**YOUR INSTRUCTIONS**: What is needed is an exact copy of the lines in the listing below, from the one with "pub enum LogFormat" up to and including the one with "when set. Returns", with no other lines.

___ DATA FOR THE TASK

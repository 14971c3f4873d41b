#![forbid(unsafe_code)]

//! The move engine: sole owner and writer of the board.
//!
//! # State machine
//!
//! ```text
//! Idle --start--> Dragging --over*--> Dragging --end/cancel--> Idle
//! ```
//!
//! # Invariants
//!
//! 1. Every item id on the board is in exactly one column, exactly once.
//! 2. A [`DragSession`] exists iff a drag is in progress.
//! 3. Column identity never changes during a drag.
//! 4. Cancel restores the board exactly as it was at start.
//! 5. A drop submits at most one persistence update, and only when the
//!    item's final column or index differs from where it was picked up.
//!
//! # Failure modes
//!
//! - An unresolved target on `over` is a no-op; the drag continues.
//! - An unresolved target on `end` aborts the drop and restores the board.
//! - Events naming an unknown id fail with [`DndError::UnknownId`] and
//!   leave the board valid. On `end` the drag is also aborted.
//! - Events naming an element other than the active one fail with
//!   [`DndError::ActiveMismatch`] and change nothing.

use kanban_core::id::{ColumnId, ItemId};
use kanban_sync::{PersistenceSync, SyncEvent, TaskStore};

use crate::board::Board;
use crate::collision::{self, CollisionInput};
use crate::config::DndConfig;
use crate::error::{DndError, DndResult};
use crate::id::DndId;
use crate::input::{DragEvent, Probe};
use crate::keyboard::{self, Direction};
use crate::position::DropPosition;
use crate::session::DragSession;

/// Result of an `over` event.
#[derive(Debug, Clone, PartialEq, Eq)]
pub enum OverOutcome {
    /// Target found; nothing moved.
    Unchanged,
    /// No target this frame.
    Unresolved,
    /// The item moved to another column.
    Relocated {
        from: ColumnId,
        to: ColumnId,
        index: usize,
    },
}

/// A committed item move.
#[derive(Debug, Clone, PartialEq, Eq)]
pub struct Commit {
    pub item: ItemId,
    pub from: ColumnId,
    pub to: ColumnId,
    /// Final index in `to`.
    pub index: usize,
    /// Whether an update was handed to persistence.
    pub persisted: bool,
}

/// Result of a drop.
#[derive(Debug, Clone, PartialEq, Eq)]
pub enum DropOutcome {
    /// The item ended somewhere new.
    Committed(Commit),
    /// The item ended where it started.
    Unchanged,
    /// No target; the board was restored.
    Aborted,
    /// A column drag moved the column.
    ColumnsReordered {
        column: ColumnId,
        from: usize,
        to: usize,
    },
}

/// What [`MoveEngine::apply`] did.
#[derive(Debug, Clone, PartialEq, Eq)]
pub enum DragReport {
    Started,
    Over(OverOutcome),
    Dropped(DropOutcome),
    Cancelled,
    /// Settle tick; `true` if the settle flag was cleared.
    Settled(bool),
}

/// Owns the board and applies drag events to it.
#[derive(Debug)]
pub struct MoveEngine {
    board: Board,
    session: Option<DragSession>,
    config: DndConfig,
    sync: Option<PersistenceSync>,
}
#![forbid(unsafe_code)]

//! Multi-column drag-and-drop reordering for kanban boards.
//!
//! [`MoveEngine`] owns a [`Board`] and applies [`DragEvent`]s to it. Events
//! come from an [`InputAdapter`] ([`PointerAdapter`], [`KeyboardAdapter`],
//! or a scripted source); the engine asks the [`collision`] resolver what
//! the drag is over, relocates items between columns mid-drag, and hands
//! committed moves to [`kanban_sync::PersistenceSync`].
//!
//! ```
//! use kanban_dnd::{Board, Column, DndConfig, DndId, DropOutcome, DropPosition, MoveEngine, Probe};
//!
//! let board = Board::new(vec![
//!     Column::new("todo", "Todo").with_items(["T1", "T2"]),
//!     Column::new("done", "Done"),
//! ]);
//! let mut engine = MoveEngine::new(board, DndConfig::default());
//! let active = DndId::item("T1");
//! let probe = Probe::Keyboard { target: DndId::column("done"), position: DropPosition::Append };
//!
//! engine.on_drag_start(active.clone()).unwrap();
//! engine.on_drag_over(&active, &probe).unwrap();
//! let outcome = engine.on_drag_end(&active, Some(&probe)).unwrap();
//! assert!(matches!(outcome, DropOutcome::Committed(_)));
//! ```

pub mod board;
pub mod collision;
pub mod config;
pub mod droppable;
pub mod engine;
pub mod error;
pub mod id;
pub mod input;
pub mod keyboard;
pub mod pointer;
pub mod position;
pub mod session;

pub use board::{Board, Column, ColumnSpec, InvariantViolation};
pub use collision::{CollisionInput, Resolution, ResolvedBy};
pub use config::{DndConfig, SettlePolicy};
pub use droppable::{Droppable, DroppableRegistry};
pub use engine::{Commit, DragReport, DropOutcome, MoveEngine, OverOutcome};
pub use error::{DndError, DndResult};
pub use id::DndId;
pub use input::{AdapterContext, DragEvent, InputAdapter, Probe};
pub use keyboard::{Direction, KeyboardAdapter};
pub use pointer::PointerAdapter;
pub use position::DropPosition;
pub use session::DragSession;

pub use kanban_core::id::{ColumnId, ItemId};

______
___ DATA FOR THE TASK

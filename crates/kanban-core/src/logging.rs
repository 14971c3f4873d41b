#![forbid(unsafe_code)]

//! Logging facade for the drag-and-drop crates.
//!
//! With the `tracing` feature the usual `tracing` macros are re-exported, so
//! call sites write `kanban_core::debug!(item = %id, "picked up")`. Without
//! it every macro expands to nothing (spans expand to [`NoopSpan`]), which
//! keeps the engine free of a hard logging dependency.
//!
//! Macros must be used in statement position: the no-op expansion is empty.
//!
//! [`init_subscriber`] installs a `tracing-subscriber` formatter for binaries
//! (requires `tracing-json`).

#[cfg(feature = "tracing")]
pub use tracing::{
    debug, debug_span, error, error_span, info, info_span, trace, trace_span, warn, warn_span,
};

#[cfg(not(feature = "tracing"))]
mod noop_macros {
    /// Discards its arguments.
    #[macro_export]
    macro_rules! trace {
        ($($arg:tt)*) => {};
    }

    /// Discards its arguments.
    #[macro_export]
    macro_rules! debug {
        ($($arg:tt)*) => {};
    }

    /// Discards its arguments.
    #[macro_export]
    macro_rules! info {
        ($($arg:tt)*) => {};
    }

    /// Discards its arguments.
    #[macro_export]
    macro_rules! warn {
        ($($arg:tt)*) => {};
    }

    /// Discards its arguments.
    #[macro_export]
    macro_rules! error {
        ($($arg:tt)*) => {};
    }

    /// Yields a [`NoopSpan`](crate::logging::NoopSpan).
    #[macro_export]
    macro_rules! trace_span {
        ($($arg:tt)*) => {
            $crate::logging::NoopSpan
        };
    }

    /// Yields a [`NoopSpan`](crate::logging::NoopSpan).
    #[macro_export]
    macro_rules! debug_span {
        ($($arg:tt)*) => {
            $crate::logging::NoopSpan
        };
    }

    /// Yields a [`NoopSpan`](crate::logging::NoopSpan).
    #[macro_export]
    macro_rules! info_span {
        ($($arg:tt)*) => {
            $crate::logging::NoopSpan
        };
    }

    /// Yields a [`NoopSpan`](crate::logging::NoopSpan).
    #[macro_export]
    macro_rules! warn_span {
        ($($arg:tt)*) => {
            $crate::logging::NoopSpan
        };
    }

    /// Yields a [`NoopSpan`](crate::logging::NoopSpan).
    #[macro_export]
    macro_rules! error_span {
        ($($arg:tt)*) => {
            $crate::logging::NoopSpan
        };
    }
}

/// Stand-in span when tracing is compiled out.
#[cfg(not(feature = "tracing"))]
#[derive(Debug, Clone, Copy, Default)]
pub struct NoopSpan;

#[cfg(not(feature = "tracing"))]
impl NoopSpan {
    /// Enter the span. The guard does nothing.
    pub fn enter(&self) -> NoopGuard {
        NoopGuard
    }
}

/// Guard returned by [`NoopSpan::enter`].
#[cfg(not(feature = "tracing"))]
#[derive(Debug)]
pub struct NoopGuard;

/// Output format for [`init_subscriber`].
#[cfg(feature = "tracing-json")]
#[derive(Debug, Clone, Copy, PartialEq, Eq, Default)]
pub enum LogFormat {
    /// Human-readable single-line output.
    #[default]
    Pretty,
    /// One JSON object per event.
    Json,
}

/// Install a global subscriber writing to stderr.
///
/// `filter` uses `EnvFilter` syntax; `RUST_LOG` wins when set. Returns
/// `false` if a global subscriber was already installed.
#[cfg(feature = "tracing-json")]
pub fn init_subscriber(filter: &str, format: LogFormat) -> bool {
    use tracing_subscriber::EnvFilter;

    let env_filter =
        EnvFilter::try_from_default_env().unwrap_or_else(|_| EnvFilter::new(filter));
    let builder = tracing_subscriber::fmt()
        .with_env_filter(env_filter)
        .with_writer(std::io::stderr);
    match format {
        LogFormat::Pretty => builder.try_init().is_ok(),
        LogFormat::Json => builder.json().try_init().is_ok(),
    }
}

______

**THE ANSWER**:
pub enum LogFormat {
    /// Human-readable single-line output.
    #[default]
    Pretty,
    /// One JSON object per event.
    Json,
}

/// Install a global subscriber writing to stderr.
///
/// `filter` uses `EnvFilter` syntax; `RUST_LOG` wins when set. Returns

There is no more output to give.